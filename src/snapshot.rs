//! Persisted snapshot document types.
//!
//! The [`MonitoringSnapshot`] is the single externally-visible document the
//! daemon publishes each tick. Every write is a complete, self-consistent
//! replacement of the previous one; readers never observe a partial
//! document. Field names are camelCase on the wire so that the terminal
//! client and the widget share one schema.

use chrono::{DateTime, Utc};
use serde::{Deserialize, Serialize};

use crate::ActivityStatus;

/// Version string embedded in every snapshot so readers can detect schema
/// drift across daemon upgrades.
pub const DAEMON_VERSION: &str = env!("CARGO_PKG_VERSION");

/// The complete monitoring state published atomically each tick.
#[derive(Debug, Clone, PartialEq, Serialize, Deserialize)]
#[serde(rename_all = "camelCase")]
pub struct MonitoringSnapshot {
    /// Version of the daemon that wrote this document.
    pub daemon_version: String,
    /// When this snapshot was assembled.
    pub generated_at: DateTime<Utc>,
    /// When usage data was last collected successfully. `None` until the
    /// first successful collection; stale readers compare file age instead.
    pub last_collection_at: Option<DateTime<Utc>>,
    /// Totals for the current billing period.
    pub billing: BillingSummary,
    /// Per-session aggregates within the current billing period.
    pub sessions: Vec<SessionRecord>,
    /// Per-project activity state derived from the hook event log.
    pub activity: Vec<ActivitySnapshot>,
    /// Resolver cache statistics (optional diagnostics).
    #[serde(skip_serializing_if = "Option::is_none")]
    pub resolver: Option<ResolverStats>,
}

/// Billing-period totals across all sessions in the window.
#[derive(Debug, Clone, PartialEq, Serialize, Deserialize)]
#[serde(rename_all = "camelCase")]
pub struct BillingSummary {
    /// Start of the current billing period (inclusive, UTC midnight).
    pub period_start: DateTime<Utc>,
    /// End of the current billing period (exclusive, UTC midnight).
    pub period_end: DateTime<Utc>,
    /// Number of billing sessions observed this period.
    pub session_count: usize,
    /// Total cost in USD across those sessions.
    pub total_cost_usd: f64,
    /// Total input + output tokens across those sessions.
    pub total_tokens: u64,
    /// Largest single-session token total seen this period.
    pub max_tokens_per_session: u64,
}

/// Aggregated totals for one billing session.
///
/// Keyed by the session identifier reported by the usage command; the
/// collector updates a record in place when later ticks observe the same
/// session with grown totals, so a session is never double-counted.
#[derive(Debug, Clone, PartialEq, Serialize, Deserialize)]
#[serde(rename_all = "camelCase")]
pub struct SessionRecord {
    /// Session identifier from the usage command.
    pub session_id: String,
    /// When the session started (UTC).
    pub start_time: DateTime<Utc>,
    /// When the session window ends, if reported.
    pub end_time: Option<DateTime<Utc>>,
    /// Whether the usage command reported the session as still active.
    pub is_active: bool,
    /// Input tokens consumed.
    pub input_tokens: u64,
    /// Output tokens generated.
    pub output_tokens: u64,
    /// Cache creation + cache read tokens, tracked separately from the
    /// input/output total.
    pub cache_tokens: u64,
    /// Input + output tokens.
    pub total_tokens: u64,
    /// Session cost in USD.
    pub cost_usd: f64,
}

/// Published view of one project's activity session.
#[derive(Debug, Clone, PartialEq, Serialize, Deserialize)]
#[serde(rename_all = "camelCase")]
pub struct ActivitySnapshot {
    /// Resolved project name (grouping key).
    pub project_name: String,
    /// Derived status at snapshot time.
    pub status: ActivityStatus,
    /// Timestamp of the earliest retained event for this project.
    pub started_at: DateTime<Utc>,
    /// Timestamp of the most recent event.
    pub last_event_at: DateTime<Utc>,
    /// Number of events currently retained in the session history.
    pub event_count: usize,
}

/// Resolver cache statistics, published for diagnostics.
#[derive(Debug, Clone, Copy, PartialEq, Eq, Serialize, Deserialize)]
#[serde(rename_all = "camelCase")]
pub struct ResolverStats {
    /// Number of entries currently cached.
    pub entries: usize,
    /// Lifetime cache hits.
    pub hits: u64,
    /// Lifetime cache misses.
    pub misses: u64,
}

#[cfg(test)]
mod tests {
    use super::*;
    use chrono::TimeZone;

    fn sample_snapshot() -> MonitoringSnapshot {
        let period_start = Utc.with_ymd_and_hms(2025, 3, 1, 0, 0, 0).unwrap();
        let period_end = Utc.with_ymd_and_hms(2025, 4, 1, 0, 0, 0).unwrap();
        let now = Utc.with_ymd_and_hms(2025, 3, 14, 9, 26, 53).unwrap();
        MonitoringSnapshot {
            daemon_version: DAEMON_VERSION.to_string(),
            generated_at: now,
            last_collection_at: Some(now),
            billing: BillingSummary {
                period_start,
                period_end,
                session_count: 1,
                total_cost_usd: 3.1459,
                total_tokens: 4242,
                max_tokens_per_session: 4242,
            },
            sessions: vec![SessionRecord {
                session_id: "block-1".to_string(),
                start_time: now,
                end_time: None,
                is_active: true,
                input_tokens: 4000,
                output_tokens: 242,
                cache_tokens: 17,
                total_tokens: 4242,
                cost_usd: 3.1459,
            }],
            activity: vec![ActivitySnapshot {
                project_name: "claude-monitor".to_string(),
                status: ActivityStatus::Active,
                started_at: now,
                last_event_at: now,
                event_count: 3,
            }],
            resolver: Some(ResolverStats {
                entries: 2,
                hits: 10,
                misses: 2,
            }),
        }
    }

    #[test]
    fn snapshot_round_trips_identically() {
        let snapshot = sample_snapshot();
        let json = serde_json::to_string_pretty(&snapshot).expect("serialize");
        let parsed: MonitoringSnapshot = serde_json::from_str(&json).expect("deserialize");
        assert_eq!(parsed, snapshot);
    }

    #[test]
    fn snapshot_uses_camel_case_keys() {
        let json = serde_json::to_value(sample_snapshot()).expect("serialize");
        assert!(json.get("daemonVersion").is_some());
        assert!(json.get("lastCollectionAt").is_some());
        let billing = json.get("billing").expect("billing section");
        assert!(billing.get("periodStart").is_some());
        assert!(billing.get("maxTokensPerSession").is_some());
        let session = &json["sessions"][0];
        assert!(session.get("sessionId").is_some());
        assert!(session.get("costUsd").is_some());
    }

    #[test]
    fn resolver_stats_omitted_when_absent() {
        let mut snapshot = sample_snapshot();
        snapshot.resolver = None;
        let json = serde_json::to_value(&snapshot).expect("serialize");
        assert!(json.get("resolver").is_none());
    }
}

> [Try it] Return every line of the listing, word for word.

> [Solution to this problem]
filename src/snapshot.rs
//! Persisted snapshot document types.
//!
//! The [`MonitoringSnapshot`] is the single externally-visible document the
//! daemon publishes each tick. Every write is a complete, self-consistent
//! replacement of the previous one; readers never observe a partial
//! document. Field names are camelCase on the wire so that the terminal
//! client and the widget share one schema.

use chrono::{DateTime, Utc};
use serde::{Deserialize, Serialize};

use crate::ActivityStatus;

/// Version string embedded in every snapshot so readers can detect schema
/// drift across daemon upgrades.
pub const DAEMON_VERSION: &str = env!("CARGO_PKG_VERSION");

/// The complete monitoring state published atomically each tick.
#[derive(Debug, Clone, PartialEq, Serialize, Deserialize)]
#[serde(rename_all = "camelCase")]
pub struct MonitoringSnapshot {
    /// Version of the daemon that wrote this document.
    pub daemon_version: String,
    /// When this snapshot was assembled.
    pub generated_at: DateTime<Utc>,
    /// When usage data was last collected successfully. `None` until the
    /// first successful collection; stale readers compare file age instead.
    pub last_collection_at: Option<DateTime<Utc>>,
    /// Totals for the current billing period.
    pub billing: BillingSummary,
    /// Per-session aggregates within the current billing period.
    pub sessions: Vec<SessionRecord>,
    /// Per-project activity state derived from the hook event log.
    pub activity: Vec<ActivitySnapshot>,
    /// Resolver cache statistics (optional diagnostics).
    #[serde(skip_serializing_if = "Option::is_none")]
    pub resolver: Option<ResolverStats>,
}

/// Billing-period totals across all sessions in the window.
#[derive(Debug, Clone, PartialEq, Serialize, Deserialize)]
#[serde(rename_all = "camelCase")]
pub struct BillingSummary {
    /// Start of the current billing period (inclusive, UTC midnight).
    pub period_start: DateTime<Utc>,
    /// End of the current billing period (exclusive, UTC midnight).
    pub period_end: DateTime<Utc>,
    /// Number of billing sessions observed this period.
    pub session_count: usize,
    /// Total cost in USD across those sessions.
    pub total_cost_usd: f64,
    /// Total input + output tokens across those sessions.
    pub total_tokens: u64,
    /// Largest single-session token total seen this period.
    pub max_tokens_per_session: u64,
}

/// Aggregated totals for one billing session.
///
/// Keyed by the session identifier reported by the usage command; the
/// collector updates a record in place when later ticks observe the same
/// session with grown totals, so a session is never double-counted.
#[derive(Debug, Clone, PartialEq, Serialize, Deserialize)]
#[serde(rename_all = "camelCase")]
pub struct SessionRecord {
    /// Session identifier from the usage command.
    pub session_id: String,
    /// When the session started (UTC).
    pub start_time: DateTime<Utc>,
    /// When the session window ends, if reported.
    pub end_time: Option<DateTime<Utc>>,
    /// Whether the usage command reported the session as still active.
    pub is_active: bool,
    /// Input tokens consumed.
    pub input_tokens: u64,
    /// Output tokens generated.
    pub output_tokens: u64,
    /// Cache creation + cache read tokens, tracked separately from the
    /// input/output total.
    pub cache_tokens: u64,
    /// Input + output tokens.
    pub total_tokens: u64,
    /// Session cost in USD.
    pub cost_usd: f64,
}

/// Published view of one project's activity session.
#[derive(Debug, Clone, PartialEq, Serialize, Deserialize)]
#[serde(rename_all = "camelCase")]
pub struct ActivitySnapshot {
    /// Resolved project name (grouping key).
    pub project_name: String,
    /// Derived status at snapshot time.
    pub status: ActivityStatus,
    /// Timestamp of the earliest retained event for this project.
    pub started_at: DateTime<Utc>,
    /// Timestamp of the most recent event.
    pub last_event_at: DateTime<Utc>,
    /// Number of events currently retained in the session history.
    pub event_count: usize,
}

/// Resolver cache statistics, published for diagnostics.
#[derive(Debug, Clone, Copy, PartialEq, Eq, Serialize, Deserialize)]
#[serde(rename_all = "camelCase")]
pub struct ResolverStats {
    /// Number of entries currently cached.
    pub entries: usize,
    /// Lifetime cache hits.
    pub hits: u64,
    /// Lifetime cache misses.
    pub misses: u64,
}

#[cfg(test)]
mod tests {
    use super::*;
    use chrono::TimeZone;

    fn sample_snapshot() -> MonitoringSnapshot {
        let period_start = Utc.with_ymd_and_hms(2025, 3, 1, 0, 0, 0).unwrap();
        let period_end = Utc.with_ymd_and_hms(2025, 4, 1, 0, 0, 0).unwrap();
        let now = Utc.with_ymd_and_hms(2025, 3, 14, 9, 26, 53).unwrap();
        MonitoringSnapshot {
            daemon_version: DAEMON_VERSION.to_string(),
            generated_at: now,
            last_collection_at: Some(now),
            billing: BillingSummary {
                period_start,
                period_end,
                session_count: 1,
                total_cost_usd: 3.1459,
                total_tokens: 4242,
                max_tokens_per_session: 4242,
            },
            sessions: vec![SessionRecord {
                session_id: "block-1".to_string(),
                start_time: now,
                end_time: None,
                is_active: true,
                input_tokens: 4000,
                output_tokens: 242,
                cache_tokens: 17,
                total_tokens: 4242,
                cost_usd: 3.1459,
            }],
            activity: vec![ActivitySnapshot {
                project_name: "claude-monitor".to_string(),
                status: ActivityStatus::Active,
                started_at: now,
                last_event_at: now,
                event_count: 3,
            }],
            resolver: Some(ResolverStats {
                entries: 2,
                hits: 10,
                misses: 2,
            }),
        }
    }

    #[test]
    fn snapshot_round_trips_identically() {
        let snapshot = sample_snapshot();
        let json = serde_json::to_string_pretty(&snapshot).expect("serialize");
        let parsed: MonitoringSnapshot = serde_json::from_str(&json).expect("deserialize");
        assert_eq!(parsed, snapshot);
    }

    #[test]
    fn snapshot_uses_camel_case_keys() {
        let json = serde_json::to_value(sample_snapshot()).expect("serialize");
        assert!(json.get("daemonVersion").is_some());
        assert!(json.get("lastCollectionAt").is_some());
        let billing = json.get("billing").expect("billing section");
        assert!(billing.get("periodStart").is_some());
        assert!(billing.get("maxTokensPerSession").is_some());
        let session = &json["sessions"][0];
        assert!(session.get("sessionId").is_some());
        assert!(session.get("costUsd").is_some());
    }

    #[test]
    fn resolver_stats_omitted_when_absent() {
        let mut snapshot = sample_snapshot();
        snapshot.resolver = None;
        let json = serde_json::to_value(&snapshot).expect("serialize");
        assert!(json.get("resolver").is_none());
    }
}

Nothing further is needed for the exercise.